DIRECTIONS
A complete answer includes every line below with the word "failures".

GIVEN ENTRIES
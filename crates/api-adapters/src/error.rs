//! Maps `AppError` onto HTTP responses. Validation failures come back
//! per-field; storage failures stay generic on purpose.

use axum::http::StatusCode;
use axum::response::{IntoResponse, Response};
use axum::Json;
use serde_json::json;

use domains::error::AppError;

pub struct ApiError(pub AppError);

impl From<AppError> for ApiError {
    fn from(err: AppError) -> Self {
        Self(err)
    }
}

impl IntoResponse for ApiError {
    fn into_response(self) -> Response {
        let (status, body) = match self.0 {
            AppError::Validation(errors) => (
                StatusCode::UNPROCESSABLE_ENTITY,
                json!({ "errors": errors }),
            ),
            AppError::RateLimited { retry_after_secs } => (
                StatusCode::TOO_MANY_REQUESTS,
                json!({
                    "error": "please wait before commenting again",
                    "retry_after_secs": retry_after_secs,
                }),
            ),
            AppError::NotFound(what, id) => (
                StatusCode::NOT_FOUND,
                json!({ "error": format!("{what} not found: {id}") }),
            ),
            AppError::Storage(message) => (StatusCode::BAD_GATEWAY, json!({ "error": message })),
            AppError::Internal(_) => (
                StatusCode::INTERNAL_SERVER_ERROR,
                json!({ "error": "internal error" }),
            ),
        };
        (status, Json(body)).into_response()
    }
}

---

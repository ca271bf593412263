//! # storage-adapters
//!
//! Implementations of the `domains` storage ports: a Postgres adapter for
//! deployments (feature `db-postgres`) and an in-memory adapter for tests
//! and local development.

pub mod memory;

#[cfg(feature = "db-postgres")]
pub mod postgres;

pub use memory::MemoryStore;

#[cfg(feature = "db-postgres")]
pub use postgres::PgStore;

WRITTEN REPLY
//! Maps `AppError` onto HTTP responses. Validation failures come back
//! per-field; storage failures stay generic on purpose.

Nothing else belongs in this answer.